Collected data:
-*-*-

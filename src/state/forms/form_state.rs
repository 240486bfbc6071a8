//! Form state and navigation

use super::field::{FieldId, FormField};

/// Trait for common form operations
pub trait Form {
    fn field_count(&self) -> usize;
    fn active_field(&self) -> usize;
    fn set_active_field(&mut self, index: usize);
    fn next_field(&mut self) {
        let count = self.field_count();
        let current = self.active_field();
        self.set_active_field((current + 1) % count);
    }
    fn prev_field(&mut self) {
        let count = self.field_count();
        let current = self.active_field();
        if current == 0 {
            self.set_active_field(count - 1);
        } else {
            self.set_active_field(current - 1);
        }
    }
    fn get_active_field_mut(&mut self) -> Option<&mut FormField>;
    fn get_field(&self, index: usize) -> Option<&FormField>;
}

/// Buttons on the actions row below the fields
#[derive(Debug, Clone, Copy, PartialEq, Eq, Default)]
pub enum FormButton {
    #[default]
    Submit,
    Cancel,
}

impl FormButton {
    pub fn toggle(&self) -> Self {
        match self {
            Self::Submit => Self::Cancel,
            Self::Cancel => Self::Submit,
        }
    }
}

/// The vet-call request form: every declared field plus focus state
#[derive(Debug, Clone)]
pub struct VetCallForm {
    fields: Vec<FormField>,
    pub active_field_index: usize,
    /// Which button is selected when on the actions row
    pub selected_button: FormButton,
}

impl VetCallForm {
    pub fn new() -> Self {
        Self {
            fields: FieldId::ALL.iter().map(|id| FormField::new(*id)).collect(),
            active_field_index: 0,
            selected_button: FormButton::Submit,
        }
    }

    pub fn fields(&self) -> &[FormField] {
        &self.fields
    }

    pub fn field(&self, id: FieldId) -> &FormField {
        &self.fields[Self::index_of(id)]
    }

    pub fn field_mut(&mut self, id: FieldId) -> &mut FormField {
        &mut self.fields[Self::index_of(id)]
    }

    pub fn value(&self, id: FieldId) -> &str {
        &self.field(id).value
    }

    pub fn set_value(&mut self, id: FieldId, value: impl Into<String>) {
        self.field_mut(id).set_text(value);
    }

    pub fn required_fields(&self) -> impl Iterator<Item = &FormField> {
        self.fields.iter().filter(|f| f.required)
    }

    /// Whether any field holds non-blank text
    pub fn has_data(&self) -> bool {
        self.fields.iter().any(|f| !f.is_blank())
    }

    /// Identifier of the focused field, `None` on the actions row
    pub fn active_field_id(&self) -> Option<FieldId> {
        self.fields.get(self.active_field_index).map(|f| f.id)
    }

    /// Returns true if the actions row is currently active
    pub fn is_buttons_row_active(&self) -> bool {
        self.active_field_index == self.fields.len()
    }

    fn index_of(id: FieldId) -> usize {
        // FieldId::ALL is the render order, and `fields` is built from it
        FieldId::ALL
            .iter()
            .position(|candidate| *candidate == id)
            .unwrap_or_default()
    }
}

impl Default for VetCallForm {
    fn default() -> Self {
        Self::new()
    }
}

impl Form for VetCallForm {
    fn field_count(&self) -> usize {
        self.fields.len() + 1 // fields, actions row
    }
    fn active_field(&self) -> usize {
        self.active_field_index
    }
    fn set_active_field(&mut self, index: usize) {
        self.active_field_index = index.min(self.fields.len());
    }
    fn get_active_field_mut(&mut self) -> Option<&mut FormField> {
        self.fields.get_mut(self.active_field_index)
    }
    fn get_field(&self, index: usize) -> Option<&FormField> {
        self.fields.get(index)
    }
}

#[cfg(test)]
mod tests {
    use super::*;

    #[test]
    fn test_new_has_all_fields_in_order() {
        let form = VetCallForm::new();
        let ids: Vec<_> = form.fields().iter().map(|f| f.id).collect();
        assert_eq!(ids, FieldId::ALL.to_vec());
        assert_eq!(form.active_field_index, 0);
        assert_eq!(form.selected_button, FormButton::Submit);
    }

    #[test]
    fn test_field_lookup_by_id() {
        let mut form = VetCallForm::new();
        form.set_value(FieldId::Address, "ул. Ленина, 10");
        assert_eq!(form.value(FieldId::Address), "ул. Ленина, 10");
        assert_eq!(form.field(FieldId::Comments).id, FieldId::Comments);
    }

    #[test]
    fn test_required_fields() {
        let form = VetCallForm::new();
        assert_eq!(form.required_fields().count(), 4);
    }

    #[test]
    fn test_has_data_ignores_whitespace() {
        let mut form = VetCallForm::new();
        assert!(!form.has_data());
        form.set_value(FieldId::Comments, "   ");
        assert!(!form.has_data());
        form.set_value(FieldId::PetName, "Мурка");
        assert!(form.has_data());
    }

    #[test]
    fn test_field_count_includes_actions_row() {
        let form = VetCallForm::new();
        assert_eq!(form.field_count(), FieldId::ALL.len() + 1);
    }

    #[test]
    fn test_next_field_cycles() {
        let mut form = VetCallForm::new();
        for _ in 0..form.field_count() {
            form.next_field();
        }
        assert_eq!(form.active_field_index, 0);
    }

    #[test]
    fn test_prev_field_wraps_to_actions_row() {
        let mut form = VetCallForm::new();
        form.prev_field();
        assert!(form.is_buttons_row_active());
        assert!(form.active_field_id().is_none());
        assert!(form.get_active_field_mut().is_none());
    }

    #[test]
    fn test_set_active_field_clamps() {
        let mut form = VetCallForm::new();
        form.set_active_field(100);
        assert_eq!(form.active_field_index, FieldId::ALL.len());
    }

    #[test]
    fn test_get_field_returns_correct_fields() {
        let form = VetCallForm::new();
        assert_eq!(form.get_field(0).unwrap().id, FieldId::Name);
        assert_eq!(form.get_field(1).unwrap().id, FieldId::Phone);
        assert_eq!(form.get_field(9).unwrap().id, FieldId::Comments);
        assert!(form.get_field(10).is_none());
    }

    #[test]
    fn test_button_toggle() {
        assert_eq!(FormButton::Submit.toggle(), FormButton::Cancel);
        assert_eq!(FormButton::Cancel.toggle(), FormButton::Submit);
    }
}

-*-*-

Task objective: Restate exactly the lines running from the line with "form.next_field();" to the end of the entries above, both ends included.

Answer:
            form.next_field();
        }
        assert_eq!(form.active_field_index, 0);
    }

    #[test]
    fn test_prev_field_wraps_to_actions_row() {
        let mut form = VetCallForm::new();
        form.prev_field();
        assert!(form.is_buttons_row_active());
        assert!(form.active_field_id().is_none());
        assert!(form.get_active_field_mut().is_none());
    }

    #[test]
    fn test_set_active_field_clamps() {
        let mut form = VetCallForm::new();
        form.set_active_field(100);
        assert_eq!(form.active_field_index, FieldId::ALL.len());
    }

    #[test]
    fn test_get_field_returns_correct_fields() {
        let form = VetCallForm::new();
        assert_eq!(form.get_field(0).unwrap().id, FieldId::Name);
        assert_eq!(form.get_field(1).unwrap().id, FieldId::Phone);
        assert_eq!(form.get_field(9).unwrap().id, FieldId::Comments);
        assert!(form.get_field(10).is_none());
    }

    #[test]
    fn test_button_toggle() {
        assert_eq!(FormButton::Submit.toggle(), FormButton::Cancel);
        assert_eq!(FormButton::Cancel.toggle(), FormButton::Submit);
    }
}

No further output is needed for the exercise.